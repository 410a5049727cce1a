//! Tests for the page host routes, driven in-process through the router.

use axum::body::Body;
use axum::http::{Request, StatusCode};
use axum::Router;
use scraper::{Html, Selector};
use tower::ServiceExt;

use adaptlearn::config::Settings;
use adaptlearn::server::{create_router, ServerState, SessionInfo, ViewResponse};
use adaptlearn::{ProcessingStatus, Tab};

fn test_router(settings: Settings) -> Router {
    create_router(ServerState::new(&settings))
}

fn fast_settings() -> Settings {
    Settings {
        upload_delay_ms: 50,
        quiz_delay_ms: 30,
        poll_timeout_ms: 5_000,
        ..Default::default()
    }
}

async fn body_string(response: axum::response::Response) -> String {
    let bytes = axum::body::to_bytes(response.into_body(), usize::MAX)
        .await
        .expect("Failed to read body");
    String::from_utf8(bytes.to_vec()).expect("Body is not UTF-8")
}

/// Load the page and return the session id embedded in `#root`.
async fn open_session(app: &Router) -> String {
    let response = app
        .clone()
        .oneshot(Request::get("/").body(Body::empty()).unwrap())
        .await
        .unwrap();
    assert_eq!(response.status(), StatusCode::OK);

    let html = body_string(response).await;
    let doc = Html::parse_document(&html);
    let root = Selector::parse("#root").unwrap();
    doc.select(&root)
        .next()
        .and_then(|el| el.value().attr("data-session"))
        .expect("Page has a session id")
        .to_string()
}

async fn post_action(app: &Router, session: &str, json: &str) -> (StatusCode, String) {
    let response = app
        .clone()
        .oneshot(
            Request::post(format!("/api/sessions/{session}/actions"))
                .header("content-type", "application/json")
                .body(Body::from(json.to_string()))
                .unwrap(),
        )
        .await
        .unwrap();
    let status = response.status();
    (status, body_string(response).await)
}

async fn get(app: &Router, uri: &str) -> (StatusCode, String) {
    let response = app
        .clone()
        .oneshot(Request::get(uri).body(Body::empty()).unwrap())
        .await
        .unwrap();
    let status = response.status();
    (status, body_string(response).await)
}

#[tokio::test]
async fn each_page_load_starts_a_fresh_session() {
    let app = test_router(fast_settings());
    let first = open_session(&app).await;
    let second = open_session(&app).await;
    assert_ne!(first, second);

    let (status, _) = post_action(
        &app,
        &first,
        r#"{"action":"select-tab","tab":"analytics"}"#,
    )
    .await;
    assert_eq!(status, StatusCode::OK);

    let (_, body) = get(&app, &format!("/api/sessions/{second}/state")).await;
    let info: SessionInfo = serde_json::from_str(&body).unwrap();
    assert_eq!(info.state.current_tab, Tab::Upload);
    assert_eq!(info.state.revision, 0);
}

#[tokio::test]
async fn action_returns_rerendered_markup() {
    let app = test_router(fast_settings());
    let session = open_session(&app).await;

    let (status, body) = post_action(
        &app,
        &session,
        r#"{"action":"select-tab","tab":"recommendations"}"#,
    )
    .await;
    assert_eq!(status, StatusCode::OK);

    let view: ViewResponse = serde_json::from_str(&body).unwrap();
    assert!(view.rendered);
    assert_eq!(view.revision, 1);
    assert!(view.html.contains(r#"data-panel="recommendations""#));
    assert!(view.html.contains("Optimal Study Schedule"));
}

#[tokio::test]
async fn ignored_action_reports_no_render() {
    let app = test_router(fast_settings());
    let session = open_session(&app).await;

    let (_, body) = post_action(&app, &session, r#"{"action":"generate-quiz"}"#).await;
    let view: ViewResponse = serde_json::from_str(&body).unwrap();
    assert!(!view.rendered);
    assert_eq!(view.revision, 0);

    let (_, body) = post_action(
        &app,
        &session,
        r#"{"action":"receive-files","files":[]}"#,
    )
    .await;
    let view: ViewResponse = serde_json::from_str(&body).unwrap();
    assert!(!view.rendered);
}

#[tokio::test]
async fn poll_picks_up_timer_render() {
    let app = test_router(fast_settings());
    let session = open_session(&app).await;

    let (_, body) = post_action(
        &app,
        &session,
        r#"{"action":"receive-files","files":["a.pdf","b.txt"]}"#,
    )
    .await;
    let view: ViewResponse = serde_json::from_str(&body).unwrap();
    assert!(view.html.contains("Processing documents..."));

    let (status, body) = get(
        &app,
        &format!("/api/sessions/{session}/view?since={}", view.revision),
    )
    .await;
    assert_eq!(status, StatusCode::OK);
    let polled: ViewResponse = serde_json::from_str(&body).unwrap();
    assert!(polled.rendered);
    assert_eq!(polled.revision, view.revision + 1);
    assert!(!polled.html.contains("Processing documents..."));

    let (_, body) = get(&app, &format!("/api/sessions/{session}/state")).await;
    let info: SessionInfo = serde_json::from_str(&body).unwrap();
    assert_eq!(info.state.uploaded_files, vec!["a.pdf", "b.txt"]);
    assert_eq!(info.state.processing_status, ProcessingStatus::Complete);
    assert_eq!(info.pending_tasks, 0);
}

#[tokio::test]
async fn poll_times_out_without_changes() {
    let app = test_router(Settings {
        poll_timeout_ms: 20,
        ..Default::default()
    });
    let session = open_session(&app).await;

    let (status, body) = get(&app, &format!("/api/sessions/{session}/view?since=0")).await;
    assert_eq!(status, StatusCode::OK);
    let view: ViewResponse = serde_json::from_str(&body).unwrap();
    assert!(!view.rendered);
    assert_eq!(view.revision, 0);
}

#[tokio::test]
async fn unknown_session_is_not_found() {
    let app = test_router(fast_settings());
    let missing = uuid::Uuid::new_v4();

    let (status, _) = get(&app, &format!("/api/sessions/{missing}/state")).await;
    assert_eq!(status, StatusCode::NOT_FOUND);

    let (status, _) = post_action(
        &app,
        &missing.to_string(),
        r#"{"action":"generate-quiz"}"#,
    )
    .await;
    assert_eq!(status, StatusCode::NOT_FOUND);
}

#[tokio::test]
async fn malformed_action_is_rejected() {
    let app = test_router(fast_settings());
    let session = open_session(&app).await;

    let (status, _) = post_action(
        &app,
        &session,
        r#"{"action":"select-tab","tab":"settings"}"#,
    )
    .await;
    assert!(status.is_client_error());

    let (status, _) = post_action(&app, &session, r#"{"action":"delete-file"}"#).await;
    assert!(status.is_client_error());
}

#[tokio::test]
async fn stylesheet_is_served() {
    let app = test_router(fast_settings());
    let response = app
        .clone()
        .oneshot(
            Request::get("/static/style.css")
                .body(Body::empty())
                .unwrap(),
        )
        .await
        .unwrap();
    assert_eq!(response.status(), StatusCode::OK);
    assert_eq!(
        response.headers().get("content-type").unwrap(),
        "text/css"
    );
    assert!(body_string(response).await.contains(".tab-trigger.active"));
}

▶ **Activity**:
From top to bottom, please output the material exactly.

▶ **Task result**:
repository 410a5049727cce1a
//! Tests for the page host routes, driven in-process through the router.

use axum::body::Body;
use axum::http::{Request, StatusCode};
use axum::Router;
use scraper::{Html, Selector};
use tower::ServiceExt;

use adaptlearn::config::Settings;
use adaptlearn::server::{create_router, ServerState, SessionInfo, ViewResponse};
use adaptlearn::{ProcessingStatus, Tab};

fn test_router(settings: Settings) -> Router {
    create_router(ServerState::new(&settings))
}

fn fast_settings() -> Settings {
    Settings {
        upload_delay_ms: 50,
        quiz_delay_ms: 30,
        poll_timeout_ms: 5_000,
        ..Default::default()
    }
}

async fn body_string(response: axum::response::Response) -> String {
    let bytes = axum::body::to_bytes(response.into_body(), usize::MAX)
        .await
        .expect("Failed to read body");
    String::from_utf8(bytes.to_vec()).expect("Body is not UTF-8")
}

/// Load the page and return the session id embedded in `#root`.
async fn open_session(app: &Router) -> String {
    let response = app
        .clone()
        .oneshot(Request::get("/").body(Body::empty()).unwrap())
        .await
        .unwrap();
    assert_eq!(response.status(), StatusCode::OK);

    let html = body_string(response).await;
    let doc = Html::parse_document(&html);
    let root = Selector::parse("#root").unwrap();
    doc.select(&root)
        .next()
        .and_then(|el| el.value().attr("data-session"))
        .expect("Page has a session id")
        .to_string()
}

async fn post_action(app: &Router, session: &str, json: &str) -> (StatusCode, String) {
    let response = app
        .clone()
        .oneshot(
            Request::post(format!("/api/sessions/{session}/actions"))
                .header("content-type", "application/json")
                .body(Body::from(json.to_string()))
                .unwrap(),
        )
        .await
        .unwrap();
    let status = response.status();
    (status, body_string(response).await)
}

async fn get(app: &Router, uri: &str) -> (StatusCode, String) {
    let response = app
        .clone()
        .oneshot(Request::get(uri).body(Body::empty()).unwrap())
        .await
        .unwrap();
    let status = response.status();
    (status, body_string(response).await)
}

#[tokio::test]
async fn each_page_load_starts_a_fresh_session() {
    let app = test_router(fast_settings());
    let first = open_session(&app).await;
    let second = open_session(&app).await;
    assert_ne!(first, second);

    let (status, _) = post_action(
        &app,
        &first,
        r#"{"action":"select-tab","tab":"analytics"}"#,
    )
    .await;
    assert_eq!(status, StatusCode::OK);

    let (_, body) = get(&app, &format!("/api/sessions/{second}/state")).await;
    let info: SessionInfo = serde_json::from_str(&body).unwrap();
    assert_eq!(info.state.current_tab, Tab::Upload);
    assert_eq!(info.state.revision, 0);
}

#[tokio::test]
async fn action_returns_rerendered_markup() {
    let app = test_router(fast_settings());
    let session = open_session(&app).await;

    let (status, body) = post_action(
        &app,
        &session,
        r#"{"action":"select-tab","tab":"recommendations"}"#,
    )
    .await;
    assert_eq!(status, StatusCode::OK);

    let view: ViewResponse = serde_json::from_str(&body).unwrap();
    assert!(view.rendered);
    assert_eq!(view.revision, 1);
    assert!(view.html.contains(r#"data-panel="recommendations""#));
    assert!(view.html.contains("Optimal Study Schedule"));
}

#[tokio::test]
async fn ignored_action_reports_no_render() {
    let app = test_router(fast_settings());
    let session = open_session(&app).await;

    let (_, body) = post_action(&app, &session, r#"{"action":"generate-quiz"}"#).await;
    let view: ViewResponse = serde_json::from_str(&body).unwrap();
    assert!(!view.rendered);
    assert_eq!(view.revision, 0);

    let (_, body) = post_action(
        &app,
        &session,
        r#"{"action":"receive-files","files":[]}"#,
    )
    .await;
    let view: ViewResponse = serde_json::from_str(&body).unwrap();
    assert!(!view.rendered);
}

#[tokio::test]
async fn poll_picks_up_timer_render() {
    let app = test_router(fast_settings());
    let session = open_session(&app).await;

    let (_, body) = post_action(
        &app,
        &session,
        r#"{"action":"receive-files","files":["a.pdf","b.txt"]}"#,
    )
    .await;
    let view: ViewResponse = serde_json::from_str(&body).unwrap();
    assert!(view.html.contains("Processing documents..."));

    let (status, body) = get(
        &app,
        &format!("/api/sessions/{session}/view?since={}", view.revision),
    )
    .await;
    assert_eq!(status, StatusCode::OK);
    let polled: ViewResponse = serde_json::from_str(&body).unwrap();
    assert!(polled.rendered);
    assert_eq!(polled.revision, view.revision + 1);
    assert!(!polled.html.contains("Processing documents..."));

    let (_, body) = get(&app, &format!("/api/sessions/{session}/state")).await;
    let info: SessionInfo = serde_json::from_str(&body).unwrap();
    assert_eq!(info.state.uploaded_files, vec!["a.pdf", "b.txt"]);
    assert_eq!(info.state.processing_status, ProcessingStatus::Complete);
    assert_eq!(info.pending_tasks, 0);
}

#[tokio::test]
async fn poll_times_out_without_changes() {
    let app = test_router(Settings {
        poll_timeout_ms: 20,
        ..Default::default()
    });
    let session = open_session(&app).await;

    let (status, body) = get(&app, &format!("/api/sessions/{session}/view?since=0")).await;
    assert_eq!(status, StatusCode::OK);
    let view: ViewResponse = serde_json::from_str(&body).unwrap();
    assert!(!view.rendered);
    assert_eq!(view.revision, 0);
}

#[tokio::test]
async fn unknown_session_is_not_found() {
    let app = test_router(fast_settings());
    let missing = uuid::Uuid::new_v4();

    let (status, _) = get(&app, &format!("/api/sessions/{missing}/state")).await;
    assert_eq!(status, StatusCode::NOT_FOUND);

    let (status, _) = post_action(
        &app,
        &missing.to_string(),
        r#"{"action":"generate-quiz"}"#,
    )
    .await;
    assert_eq!(status, StatusCode::NOT_FOUND);
}

#[tokio::test]
async fn malformed_action_is_rejected() {
    let app = test_router(fast_settings());
    let session = open_session(&app).await;

    let (status, _) = post_action(
        &app,
        &session,
        r#"{"action":"select-tab","tab":"settings"}"#,
    )
    .await;
    assert!(status.is_client_error());

    let (status, _) = post_action(&app, &session, r#"{"action":"delete-file"}"#).await;
    assert!(status.is_client_error());
}

#[tokio::test]
async fn stylesheet_is_served() {
    let app = test_router(fast_settings());
    let response = app
        .clone()
        .oneshot(
            Request::get("/static/style.css")
                .body(Body::empty())
                .unwrap(),
        )
        .await
        .unwrap();
    assert_eq!(response.status(), StatusCode::OK);
    assert_eq!(
        response.headers().get("content-type").unwrap(),
        "text/css"
    );
    assert!(body_string(response).await.contains(".tab-trigger.active"));
}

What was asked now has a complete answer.